I assume you must have observed OpenAPS zero temping for significant amounts of time? In a sense, the system was dialed to continuously sort of super-bolus? I can see how that might work “better” although I am not sure if I’d recommend the approach in general.
Yes, this is exactly what we noticed. He was zero-temped for the majority of the day.
I think what I’m realizing is that the basal rate we programmed in was essentially the median TDD we use in our daily life – which is different from the average. Samson’s average insulin use is about 8 units per day, whereas his median is closer to 10, because he has some days where he reaches 12-14 units a day and a fair number where he’s around 6. So my sense is that positioning the basal in the middle of the range does a decent job of keeping up on those high- and low- days. Or it may simply be related to the proportion of the ISF/basal rate and carbF that he uses – maybe there’s no way for openAPS to ramp up enough when he uses such low basal and yet his carbF and ISF aren’t quite as different from a full-grown person’s.
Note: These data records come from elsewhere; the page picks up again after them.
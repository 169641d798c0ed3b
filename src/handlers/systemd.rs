//! Install systemd units for the engine and its manager

use crate::core::{
    config::BootstrapConfig,
    handler::{param_str, ActionHandler, HandlerType, Parameters},
    schema::FieldSpec,
};
use anyhow::{Context, Result};
use async_trait::async_trait;
use std::path::{Path, PathBuf};
use tokio::process::Command;
use tracing::{info, warn};

const ENGINE_UNIT_NAME: &str = "WowzaStreamingEngine.service";
const MANAGER_UNIT_NAME: &str = "WowzaStreamingEngineManager.service";
const DEFAULT_ACCOUNT: &str = "root";

pub struct SystemdServiceConf;

#[derive(Debug, Clone, Copy, PartialEq, Eq)]
enum UnitType {
    System,
    User,
}

impl UnitType {
    fn parse(s: &str) -> Option<Self> {
        match s {
            "system" => Some(UnitType::System),
            "user" => Some(UnitType::User),
            _ => None,
        }
    }
}

/// Render one unit running `<root>/<binary> start|stop`
fn render_unit(description: &str, binary: &Path, user: &str, group: &str) -> String {
    let binary = binary.display();
    format!(
        "[Unit]
Description={description}
After=syslog.target
After=network.target
After=local-fs.target
After=remote-fs.target

[Service]
Type=simple
User={user}
Group={group}
ExecStart={binary} start
ExecStop={binary} stop
RemainAfterExit=yes

# Give a reasonable amount of time for the server to start up/shut down
TimeoutSec=300

[Install]
WantedBy=multi-user.target
"
    )
}

/// Engine and manager units for the engine installed at `root`
pub fn render_units(root: &Path, user: &str, group: &str) -> [(&'static str, String); 2] {
    [
        (
            ENGINE_UNIT_NAME,
            render_unit(
                "WowzaStreamingEngine",
                &root.join("bin/WowzaStreamingEngine"),
                user,
                group,
            ),
        ),
        (
            MANAGER_UNIT_NAME,
            render_unit(
                "WowzaStreamingEngineManager",
                &root.join("manager/bin/WowzaStreamingEngineManager"),
                user,
                group,
            ),
        ),
    ]
}

/// Run `id <flag>` and return its trimmed output
async fn id_of_invoking_user(flag: &str) -> Result<String> {
    let output = Command::new("id")
        .arg(flag)
        .output()
        .await
        .context("Failed to run 'id'")?;
    if !output.status.success() {
        anyhow::bail!("'id {}' exited with {}", flag, output.status);
    }
    Ok(String::from_utf8_lossy(&output.stdout).trim().to_string())
}

fn user_unit_dir(config: &BootstrapConfig) -> Result<PathBuf> {
    if let Some(dir) = &config.systemd.user_unit_dir {
        return Ok(dir.clone());
    }
    dirs::home_dir()
        .map(|home| home.join(".config/systemd/user"))
        .context("Could not determine home directory for user units")
}

#[async_trait]
impl ActionHandler for SystemdServiceConf {
    async fn execute(&self, parameters: &Parameters, config: &BootstrapConfig) -> Result<bool> {
        let mut user = param_str(parameters, "user").unwrap_or(DEFAULT_ACCOUNT).to_string();
        let mut group = param_str(parameters, "group").unwrap_or(DEFAULT_ACCOUNT).to_string();

        let unit_type_name = param_str(parameters, "unit_type").unwrap_or("system");
        let Some(unit_type) = UnitType::parse(unit_type_name) else {
            warn!("Unknown unit_type '{}', expected 'system' or 'user'", unit_type_name);
            return Ok(false);
        };

        let unit_dir = match unit_type {
            UnitType::System => config.systemd.system_unit_dir.clone(),
            UnitType::User => {
                if user == DEFAULT_ACCOUNT {
                    user = id_of_invoking_user("-un").await?;
                }
                if group == DEFAULT_ACCOUNT {
                    group = id_of_invoking_user("-gn").await?;
                }
                user_unit_dir(config)?
            }
        };

        tokio::fs::create_dir_all(&unit_dir)
            .await
            .with_context(|| format!("Failed to create {}", unit_dir.display()))?;

        for (name, unit) in render_units(&config.wowza.root_path, &user, &group) {
            let path = unit_dir.join(name);
            tokio::fs::write(&path, unit)
                .await
                .with_context(|| format!("Failed to write unit {}", path.display()))?;
            info!("Installed {}", path.display());
        }

        Ok(true)
    }
}

pub fn handler_type() -> HandlerType {
    HandlerType::concrete("SystemdServiceConf", || SystemdServiceConf)
        .with_field(
            "user",
            FieldSpec::optional("User the services run as").with_default(DEFAULT_ACCOUNT),
        )
        .with_field(
            "group",
            FieldSpec::optional("Group the services run as").with_default(DEFAULT_ACCOUNT),
        )
        .with_field(
            "unit_type",
            FieldSpec::optional("Install as system or user units")
                .with_default("system")
                .with_options(["system", "user"]),
        )
}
Either way, when we start back up with openAPS (which we probably will if only for the night times), then we’ll start with the newer basals and parameters we’ve calculated, and see if it works. My guess is we’ll run into the same problems we had before, but I’m not sure.
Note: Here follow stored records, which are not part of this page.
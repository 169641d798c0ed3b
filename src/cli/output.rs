//! CLI output formatting

use crate::{
    codec::RecordReport,
    core::{config::InstanceMetadata, ExecutorState, FieldSchema, Requirement},
    execution::ExecutionEvent,
    persistence::RunSummary,
};
use console::Emoji;
use indicatif::{ProgressBar, ProgressStyle};
use std::time::Duration;

// Re-export style
pub use console::style;

// Emojis for output
pub static CHECK: Emoji<'_, '_> = Emoji("✅ ", "✓ ");
pub static CROSS: Emoji<'_, '_> = Emoji("❌ ", "✗ ");
pub static SPINNER: Emoji<'_, '_> = Emoji("⏳ ", "~ ");
pub static INFO: Emoji<'_, '_> = Emoji("ℹ️  ", "i ");
pub static WARN: Emoji<'_, '_> = Emoji("⚠️  ", "! ");
pub static ROCKET: Emoji<'_, '_> = Emoji("🚀 ", "> ");

/// Create a progress bar over `total` actions
pub fn create_progress_bar(total: usize) -> ProgressBar {
    let progress = ProgressBar::new(total as u64);
    if let Ok(bar_style) =
        ProgressStyle::default_bar().template("{spinner:.green} [{elapsed_precise}] [{bar:40.cyan/blue}] {pos}/{len} {msg}")
    {
        progress.set_style(bar_style.progress_chars("#>-"));
    }
    progress.enable_steady_tick(Duration::from_millis(100));
    progress
}

fn short_id(id: &uuid::Uuid) -> String {
    id.to_string()[..8].to_string()
}

/// Format an executor state for display
pub fn format_state(state: ExecutorState) -> String {
    match state {
        ExecutorState::NotStarted => style("NOT STARTED").dim().to_string(),
        ExecutorState::Running => style("RUNNING").yellow().to_string(),
        ExecutorState::Complete => style("COMPLETE").green().to_string(),
    }
}

/// Describe the instance being bootstrapped; `None` off EC2
pub fn format_instance(instance: &InstanceMetadata) -> Option<String> {
    if !instance.is_ec2_instance {
        return None;
    }
    let unknown = || "unknown".to_string();
    Some(format!(
        "instance {} ({}) in {}",
        style(instance.instance_id.clone().unwrap_or_else(unknown)).cyan(),
        instance.instance_type.clone().unwrap_or_else(unknown),
        style(instance.region().unwrap_or_else(unknown)).bold()
    ))
}

/// One-line run summary for history listings
pub fn format_run_summary(summary: &RunSummary) -> String {
    let status_icon = if summary.succeeded() {
        CHECK
    } else if summary.state == ExecutorState::Complete {
        CROSS
    } else {
        WARN
    };

    format!(
        "{} {} - {} - {} ({} actions, {} failed)",
        status_icon,
        style(short_id(&summary.run_id)).dim(),
        style(summary.started_at.format("%Y-%m-%d %H:%M:%S")).bold(),
        format_state(summary.state),
        summary.total_actions(),
        style(summary.failed_actions()).red()
    )
}

/// Format an execution event for display
pub fn format_execution_event(event: &ExecutionEvent) -> String {
    match event {
        ExecutionEvent::PipelineStarted { run_id, total_actions } => format!(
            "{} Starting pipeline {} ({} actions)",
            ROCKET,
            style(short_id(run_id)).dim(),
            style(total_actions).cyan()
        ),
        ExecutionEvent::ActionStarted { index, action_name, .. } => {
            format!("{} #{} {}", SPINNER, index, style(action_name).cyan())
        }
        ExecutionEvent::ActionFinished {
            index,
            action_name,
            success: true,
            ..
        } => format!("{} #{} {}", CHECK, index, style(action_name).green()),
        ExecutionEvent::ActionFinished { index, action_name, .. } => format!(
            "{} #{} {} {}",
            CROSS,
            index,
            style(action_name).red(),
            style("(reported failure, continuing)").dim()
        ),
        ExecutionEvent::ActionFaulted {
            index,
            action_name,
            error,
            ..
        } => format!(
            "{} #{} {}: {}",
            CROSS,
            index,
            style(action_name).red(),
            style(error).dim()
        ),
        ExecutionEvent::PipelineCompleted { run_id, failed_actions } => {
            let status_str = if *failed_actions == 0 {
                format!("{} completed", style("successfully").green())
            } else {
                style(format!("completed with {} failed actions", failed_actions))
                    .red()
                    .to_string()
            };
            format!("{} Pipeline ({}) {}", INFO, style(short_id(run_id)).dim(), status_str)
        }
    }
}

/// Format one record's validation result
pub fn format_record_report(report: &RecordReport) -> String {
    if report.is_valid() {
        return format!("  {} #{} {}", CHECK, report.index, style(&report.action_name).green());
    }
    let mut lines = vec![format!(
        "  {} #{} {}",
        CROSS,
        report.index,
        style(&report.action_name).red()
    )];
    for violation in &report.violations {
        lines.push(format!("      {}", style(violation).dim()));
    }
    lines.join("\n")
}

/// Format the merged fields of one action
pub fn format_field_schema(action_name: &str, fields: &FieldSchema) -> String {
    let mut lines = vec![format!("{}", style(action_name).bold())];
    if fields.is_empty() {
        lines.push(format!("  {}", style("(no fields)").dim()));
    }
    for (name, spec) in fields {
        let requirement = match &spec.required {
            Requirement::Flag(true) => style("required".to_string()).yellow(),
            Requirement::Flag(false) => style("optional".to_string()).dim(),
            Requirement::OneOf(group) => style(format!("one of {}", group.join("|"))).yellow(),
        };
        let mut line = format!("  {} [{}]", style(name).cyan(), requirement);
        if !spec.default.is_null() {
            line.push_str(&format!(" default={}", spec.default));
        }
        if let Some(options) = &spec.options {
            let options: Vec<String> = options.iter().map(ToString::to_string).collect();
            line.push_str(&format!(" options={}", options.join(",")));
        }
        if !spec.help.is_empty() {
            line.push_str(&format!(" - {}", spec.help));
        }
        lines.push(line);
    }
    lines.join("\n")
}

pub fn format_duration(duration: Duration) -> String {
    let secs = duration.as_secs();
    if secs < 60 {
        format!("{}s", secs)
    } else if secs < 3600 {
        format!("{}m {}s", secs / 60, secs % 60)
    } else {
        format!("{}h {}m {}s", secs / 3600, (secs % 3600) / 60, secs % 60)
    }
}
You are probably correct - you may very well find that you’d need to dial up basals again with OpenAPS loop closed. As you already noted, the crude models we are working with are not too bad for adults in a relatively stable situation, but are otherwise lacking.
Another thought about that (and another point adding to the inadequacy of the models we are working with, and against setting up the system to zero temp often). On few occasions when I had zero temping going for longer periods of time, say a few hours, I noticed that Loop’s predictions and bolus recommendations after such event were way off, as if my carb sensitivity temporarily increased by an order of magnitude. Any tiny carb amount would just shoot my bg up in huge increments. The explanation, I think, is that in the absence of any insulin, liver temporarily becomes effectively locked out, and the entire carb intake goes directly to the bloodstream, instead of being partially stored in the liver. Well, as may be obvious from the above statement, I have no expertise in physiology, endocrinology or medicine, I am just making up explanations
I can confirm this phenomenon. Last night because of suddenly decreased basal requirement, LOOP had me on zero basal for 3 hours; despite this the CGM woke me because of 55 mg/dL. I took 3 glucose which normally would raise me to 85, but with no insulin in my bloodstream it sent me to 160.